Your goal - Transcribe, verbatim, every line from the start of the entries through the line that contains "the fetched currency"; include both boundary lines and omit all others.

Records excerpted from a collection -
══════

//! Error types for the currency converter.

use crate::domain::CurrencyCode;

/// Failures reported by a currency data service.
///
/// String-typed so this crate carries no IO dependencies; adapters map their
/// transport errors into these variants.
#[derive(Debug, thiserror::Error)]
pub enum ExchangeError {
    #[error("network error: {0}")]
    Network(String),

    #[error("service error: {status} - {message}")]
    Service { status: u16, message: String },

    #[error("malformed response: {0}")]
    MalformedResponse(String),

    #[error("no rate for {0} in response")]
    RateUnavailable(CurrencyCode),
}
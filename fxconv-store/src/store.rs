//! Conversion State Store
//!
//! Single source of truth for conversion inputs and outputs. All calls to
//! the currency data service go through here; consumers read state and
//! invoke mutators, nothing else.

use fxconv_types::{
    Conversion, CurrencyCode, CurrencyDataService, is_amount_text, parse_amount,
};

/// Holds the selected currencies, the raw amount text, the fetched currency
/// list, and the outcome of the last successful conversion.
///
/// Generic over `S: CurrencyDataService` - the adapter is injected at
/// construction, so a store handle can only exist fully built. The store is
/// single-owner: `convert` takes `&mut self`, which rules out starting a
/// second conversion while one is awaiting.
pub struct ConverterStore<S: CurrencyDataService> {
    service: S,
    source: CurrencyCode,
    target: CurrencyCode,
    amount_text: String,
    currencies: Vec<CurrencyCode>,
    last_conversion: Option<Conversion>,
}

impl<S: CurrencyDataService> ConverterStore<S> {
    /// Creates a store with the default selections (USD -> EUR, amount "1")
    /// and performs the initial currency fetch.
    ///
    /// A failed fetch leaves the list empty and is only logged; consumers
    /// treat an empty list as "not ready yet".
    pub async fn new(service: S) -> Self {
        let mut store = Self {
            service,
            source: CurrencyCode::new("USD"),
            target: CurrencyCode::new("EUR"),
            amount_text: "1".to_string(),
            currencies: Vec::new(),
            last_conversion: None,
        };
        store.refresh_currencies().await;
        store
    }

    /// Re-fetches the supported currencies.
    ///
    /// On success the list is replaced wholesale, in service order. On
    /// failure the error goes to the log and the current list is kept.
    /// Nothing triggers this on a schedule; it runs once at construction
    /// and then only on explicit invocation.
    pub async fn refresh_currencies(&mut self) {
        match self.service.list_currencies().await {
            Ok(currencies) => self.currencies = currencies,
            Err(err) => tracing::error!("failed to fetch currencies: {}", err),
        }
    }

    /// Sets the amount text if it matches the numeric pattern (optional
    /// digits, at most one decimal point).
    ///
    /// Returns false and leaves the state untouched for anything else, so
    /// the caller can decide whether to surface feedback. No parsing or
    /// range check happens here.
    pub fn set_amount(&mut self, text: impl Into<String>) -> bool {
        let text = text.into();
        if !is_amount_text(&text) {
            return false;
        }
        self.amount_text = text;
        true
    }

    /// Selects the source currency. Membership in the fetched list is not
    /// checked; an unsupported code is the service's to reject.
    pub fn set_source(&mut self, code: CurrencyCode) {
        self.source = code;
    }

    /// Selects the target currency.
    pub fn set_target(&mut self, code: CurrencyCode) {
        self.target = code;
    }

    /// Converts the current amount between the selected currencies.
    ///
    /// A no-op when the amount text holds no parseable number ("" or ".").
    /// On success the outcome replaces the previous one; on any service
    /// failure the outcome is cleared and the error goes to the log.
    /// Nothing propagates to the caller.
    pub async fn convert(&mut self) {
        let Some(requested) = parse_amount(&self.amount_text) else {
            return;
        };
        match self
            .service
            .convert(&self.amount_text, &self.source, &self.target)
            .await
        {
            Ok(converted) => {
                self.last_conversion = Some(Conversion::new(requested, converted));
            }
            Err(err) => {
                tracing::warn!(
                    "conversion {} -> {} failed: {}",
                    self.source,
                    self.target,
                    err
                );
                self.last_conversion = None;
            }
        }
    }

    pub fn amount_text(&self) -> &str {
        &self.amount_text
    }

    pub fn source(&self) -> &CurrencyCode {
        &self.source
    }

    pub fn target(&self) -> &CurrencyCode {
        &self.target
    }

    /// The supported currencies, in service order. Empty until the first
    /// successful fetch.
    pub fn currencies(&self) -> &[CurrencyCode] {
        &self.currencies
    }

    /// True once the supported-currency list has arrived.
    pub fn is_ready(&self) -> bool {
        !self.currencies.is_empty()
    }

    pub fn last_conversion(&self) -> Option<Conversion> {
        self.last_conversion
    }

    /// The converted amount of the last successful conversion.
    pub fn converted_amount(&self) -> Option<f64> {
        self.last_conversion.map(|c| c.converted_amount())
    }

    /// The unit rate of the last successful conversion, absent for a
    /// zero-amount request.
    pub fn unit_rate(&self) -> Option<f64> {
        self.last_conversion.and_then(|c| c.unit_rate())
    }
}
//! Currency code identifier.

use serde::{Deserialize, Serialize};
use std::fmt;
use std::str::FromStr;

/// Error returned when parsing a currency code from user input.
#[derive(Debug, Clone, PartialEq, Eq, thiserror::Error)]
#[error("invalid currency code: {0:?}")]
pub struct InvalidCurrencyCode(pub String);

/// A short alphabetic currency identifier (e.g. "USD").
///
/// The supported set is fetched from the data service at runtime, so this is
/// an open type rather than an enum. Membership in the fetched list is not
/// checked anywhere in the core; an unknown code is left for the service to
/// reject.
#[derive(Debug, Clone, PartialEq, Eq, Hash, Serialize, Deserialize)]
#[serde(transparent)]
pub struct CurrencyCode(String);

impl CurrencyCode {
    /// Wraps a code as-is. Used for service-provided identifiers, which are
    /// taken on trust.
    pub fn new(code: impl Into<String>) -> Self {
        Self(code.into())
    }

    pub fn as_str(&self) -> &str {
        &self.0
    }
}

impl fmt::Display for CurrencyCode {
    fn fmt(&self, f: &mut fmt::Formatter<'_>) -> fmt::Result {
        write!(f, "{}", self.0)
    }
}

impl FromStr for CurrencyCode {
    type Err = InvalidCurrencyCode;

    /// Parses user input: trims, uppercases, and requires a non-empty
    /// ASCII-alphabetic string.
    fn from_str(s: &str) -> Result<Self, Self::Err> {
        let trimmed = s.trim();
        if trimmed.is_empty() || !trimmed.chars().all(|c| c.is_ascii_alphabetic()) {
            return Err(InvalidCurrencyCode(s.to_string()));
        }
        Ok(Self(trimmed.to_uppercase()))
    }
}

══════

Result -
//! Error types for the currency converter.

use crate::domain::CurrencyCode;

/// Failures reported by a currency data service.
///
/// String-typed so this crate carries no IO dependencies; adapters map their
/// transport errors into these variants.
#[derive(Debug, thiserror::Error)]
pub enum ExchangeError {
    #[error("network error: {0}")]
    Network(String),

    #[error("service error: {status} - {message}")]
    Service { status: u16, message: String },

    #[error("malformed response: {0}")]
    MalformedResponse(String),

    #[error("no rate for {0} in response")]
    RateUnavailable(CurrencyCode),
}
filename fxconv-store/src/store.rs
//! Conversion State Store
//!
//! Single source of truth for conversion inputs and outputs. All calls to
//! the currency data service go through here; consumers read state and
//! invoke mutators, nothing else.

use fxconv_types::{
    Conversion, CurrencyCode, CurrencyDataService, is_amount_text, parse_amount,
};

/// Holds the selected currencies, the raw amount text, the fetched currency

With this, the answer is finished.